I have been using Randy's basic recipe/ratio for the shop towel method with great success. But I have modified the method of application to replicate Maggie's success in Argentina (Paper is here) I have been hanging the towels between the frames rather than laying them on top.

Since I am a sideliner with only about 20 hives, I am am able to take the extra time to prepare the shop towels, and then individually fold them in preparation for hanging them in the hive. I hang the towels with wooden toothpicks (the images below show nails, but they were not necessary) vertically between the frames. I am experimenting with how many towels are required, and Randy's experimentation on the amount of OA in the hive is refining this number, but I feel like one hanging sheet per 5 frames is about right.

This method has taken my mite counts down to 0-1 per 300 bees in August in NE Florida with no other treatment methods being applied. I believe this method of application solves the issue of not being able to reach mites under the caps because the OA stays in the hive until the bees chew it up or remove it, which seems to take about 2-3 brood cycles. I have found strips still hanging in the hive up to 8 weeks after application.

The current recipe I am using for creating the shop towels is:
Half roll of shop towels (Full roll cut in half with kitchen knife): 55 half-sheets per roll plus cardboard tube ~ 56 sheets
350g OA total = 6.25g OA per half sheet
350ml Vegetable Glycerin = 6.25ml glycerin per half sheet
280ml Water = 5ml Water per half sheet that will evaporate (the water aids in the absorption of the OA into the towel)

These measurements are for soaking the entire half roll of shop towels so that each towel gets the listed amounts of OA per sheet. By knowing the exact amount of OA per sheet you can more accurately know the amount of OA you are putting in a hive for efficacy. For example, in a 10 frame box if you hang two towels you are putting 12.5g (6.25g x 2)of OA in the hive, and if you hung three you are putting 18.75g (6.25g x 3) in the hive.

Warm up glycerin (I use a hot plate and old pot)
Add OA to warm glycerin (keep below 160 deg F)
Add water to mixture (I like to use the water to clean out my OA from the beaker or measuring cup)
Soak half roll with mixture (I flip the towel once to absorb liquid on both sides evenly)

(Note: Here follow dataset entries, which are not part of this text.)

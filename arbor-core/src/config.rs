//! Configuration parsing and management.

use serde::{Deserialize, Serialize};
use std::path::Path;
use thiserror::Error;

#[derive(Error, Debug)]
pub enum ConfigError {
    #[error("Failed to read config file: {0}")]
    Read(#[from] std::io::Error),

    #[error("Failed to parse YAML: {0}")]
    Parse(#[from] serde_yaml::Error),
}

/// How to treat wikilink and image targets that resolve outside the input
/// tree. `strict` fails the build; `lenient` logs and drops the reference.
#[derive(Debug, Clone, Copy, PartialEq, Eq, Default, Serialize, Deserialize)]
#[serde(rename_all = "lowercase")]
pub enum LinkPolicy {
    #[default]
    Strict,
    Lenient,
}

/// Main configuration struct matching the arbor.yml schema.
#[derive(Debug, Clone, Serialize, Deserialize)]
#[serde(rename_all = "camelCase")]
pub struct Config {
    #[serde(default)]
    pub title: String,

    #[serde(default)]
    pub description: String,

    #[serde(default)]
    pub url: String,

    #[serde(default)]
    pub author_name: String,

    #[serde(default)]
    pub author_email: String,

    /// Label for the leftmost navigation crumb.
    #[serde(default = "default_root_crumb")]
    pub root_crumb: String,

    /// Raw HTML injected into every page's head.
    #[serde(default)]
    pub head: String,

    #[serde(default)]
    pub footer: Vec<FooterLink>,

    #[serde(default = "default_true")]
    pub code_highlight: bool,

    #[serde(default = "default_code_theme")]
    pub code_theme: String,

    /// Keep the `.html` suffix on generated hrefs.
    #[serde(default = "default_true")]
    pub keep_extension: bool,

    #[serde(default)]
    pub link_policy: LinkPolicy,
}

#[derive(Debug, Clone, Serialize, Deserialize)]
pub struct FooterLink {
    pub href: String,
    pub text: String,
}

fn default_true() -> bool {
    true
}

fn default_root_crumb() -> String {
    String::from("~")
}

fn default_code_theme() -> String {
    String::from("InspiredGitHub")
}

impl Default for Config {
    fn default() -> Self {
        Self {
            title: String::new(),
            description: String::new(),
            url: String::new(),
            author_name: String::new(),
            author_email: String::new(),
            root_crumb: default_root_crumb(),
            head: String::new(),
            footer: Vec::new(),
            code_highlight: true,
            code_theme: default_code_theme(),
            keep_extension: true,
            link_policy: LinkPolicy::Strict,
        }
    }
}

impl Config {
    /// Load configuration from a YAML file
    pub fn from_file<P: AsRef<Path>>(path: P) -> Result<Self, ConfigError> {
        let contents = std::fs::read_to_string(path.as_ref())?;
        let config: Config = serde_yaml::from_str(&contents)?;
        Ok(config)
    }

    /// The `.html` suffix when `keep_extension` is on, empty otherwise.
    pub fn ext(&self) -> &'static str {
        if self.keep_extension {
            ".html"
        } else {
            ""
        }
    }
}
//! Shared types for arbor
//!
//! This crate provides the path identifier types used across the arbor
//! ecosystem. A [`NodePath`] names a location in the source tree (a leaf
//! document or a directory) and is the map key everywhere; an
//! [`AssetPath`] names a non-document file referenced from a document.

use serde::{Deserialize, Serialize};
use std::path::{Path, PathBuf};

/// Path of a document or directory in the source tree.
///
/// The same type deliberately covers both: a directory's identity in the
/// node map is its index document, and callers switch between the two with
/// [`NodePath::index_path`].
#[derive(Debug, Clone, PartialEq, Eq, Hash, PartialOrd, Ord, Serialize, Deserialize)]
pub struct NodePath(pub PathBuf);

impl NodePath {
    pub fn new(path: impl Into<PathBuf>) -> Self {
        Self(path.into())
    }

    pub fn as_path(&self) -> &Path {
        &self.0
    }

    /// File name without its extension; empty for paths without one.
    pub fn stem(&self) -> &str {
        self.0
            .file_stem()
            .and_then(|s| s.to_str())
            .unwrap_or_default()
    }

    /// Whether this path names an index document (`.../index.md`).
    pub fn is_index(&self) -> bool {
        self.stem() == "index"
    }

    /// The index document path for a directory: `self/index.md`.
    pub fn index_path(&self) -> NodePath {
        NodePath(self.0.join("index.md"))
    }

    /// Path relative to `root`, as a string. Falls back to the full path
    /// when `root` is not a prefix.
    pub fn relative_to(&self, root: &Path) -> String {
        self.0
            .strip_prefix(root)
            .unwrap_or(&self.0)
            .to_string_lossy()
            .to_string()
    }

    /// Public href stem: the path relative to `root` with the extension
    /// stripped. `root/a/b/file.md` becomes `a/b/file`.
    pub fn href_stem(&self, root: &Path) -> String {
        let rel = self.0.strip_prefix(root).unwrap_or(&self.0);
        rel.with_extension("").to_string_lossy().to_string()
    }
}

impl std::fmt::Display for NodePath {
    fn fmt(&self, f: &mut std::fmt::Formatter<'_>) -> std::fmt::Result {
        write!(f, "{}", self.0.display())
    }
}

impl From<PathBuf> for NodePath {
    fn from(path: PathBuf) -> Self {
        NodePath(path)
    }
}

impl AsRef<Path> for NodePath {
    fn as_ref(&self) -> &Path {
        &self.0
    }
}

/// Path of a linked or embedded asset (image, font, plain file).
#[derive(Debug, Clone, PartialEq, Eq, Hash, PartialOrd, Ord, Serialize, Deserialize)]
pub struct AssetPath(pub PathBuf);

impl AssetPath {
    pub fn new(path: impl Into<PathBuf>) -> Self {
        Self(path.into())
    }

    pub fn as_path(&self) -> &Path {
        &self.0
    }
}
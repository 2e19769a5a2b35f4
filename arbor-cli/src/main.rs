//! # arbor CLI
//!
//! Command-line interface for the arbor site generator.

mod commands;
mod feed;

use clap::{Parser, Subcommand};
use std::path::PathBuf;

#[derive(Parser)]
#[command(name = "arbor")]
#[command(author, version, about, long_about = None)]
struct Cli {
    /// Path to configuration file
    #[arg(short, long, default_value = "arbor.yml")]
    config: PathBuf,

    /// Enable verbose logging
    #[arg(short, long)]
    verbose: bool,

    #[command(subcommand)]
    command: Commands,
}

#[derive(Subcommand)]
enum Commands {
    /// Initialize a new arbor project
    Init {
        /// Target directory (defaults to current directory)
        path: Option<PathBuf>,
    },

    /// Build the site
    Build {
        /// Input directory
        #[arg(short, long, default_value = ".")]
        input: PathBuf,

        /// Output directory
        #[arg(short, long, default_value = "_site")]
        output: PathBuf,

        /// Validate and build in memory without writing output
        #[arg(short, long)]
        dry_run: bool,
    },
}

#[tokio::main]
async fn main() -> anyhow::Result<()> {
    let cli = Cli::parse();

    // Initialize tracing
    let subscriber = tracing_subscriber::fmt()
        .with_env_filter(
            tracing_subscriber::EnvFilter::from_default_env().add_directive(if cli.verbose {
                tracing::Level::DEBUG.into()
            } else {
                tracing::Level::INFO.into()
            }),
        )
        .finish();
    tracing::subscriber::set_global_default(subscriber)?;

    match cli.command {
        Commands::Init { path } => commands::init_project(path.as_deref()),
        Commands::Build {
            input,
            output,
            dry_run,
        } => commands::build_site(&cli.config, &input, &output, dry_run).await,
    }
}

And here are some pictures to help understand how I fold and hang the towels:





































And in keeping with good legal science, as Randy continues to say:

Warning: this method of treatment is only approved in some countries, but not yet registered in others, including the U.S. It is illegal to apply oxalic acid to a hive in this manner unless it is registered for use in your jurisdiction. However, you may be able to obtain an “Experimental Use Permit” or a “Pesticide Research Authorization” from your State Lead Agency for pesticide regulation.


----------



## gww (Feb 14, 2015)

Chazman
A very thorough report. Well done with the references and pictures.
Thank you
gww


----------



## snl (Nov 20, 2009)

Are you soaking individual towels or the whole 1/2 roll?


----------



## chazman (Dec 2, 2010)

I edited the original post for clarification:

These measurements are for soaking the entire half roll of shop towels so that each towel gets the listed amounts of OA per sheet. By knowing the exact amount of OA per sheet you can more accurately know the amount of OA you are putting in a hive for efficacy. For example, in a 10 frame box if you hang two towels you are putting 12.5g (6.25g x 2)of OA in the hive, and if you hung three you are putting 18.75g (6.25g x 3) in the hive.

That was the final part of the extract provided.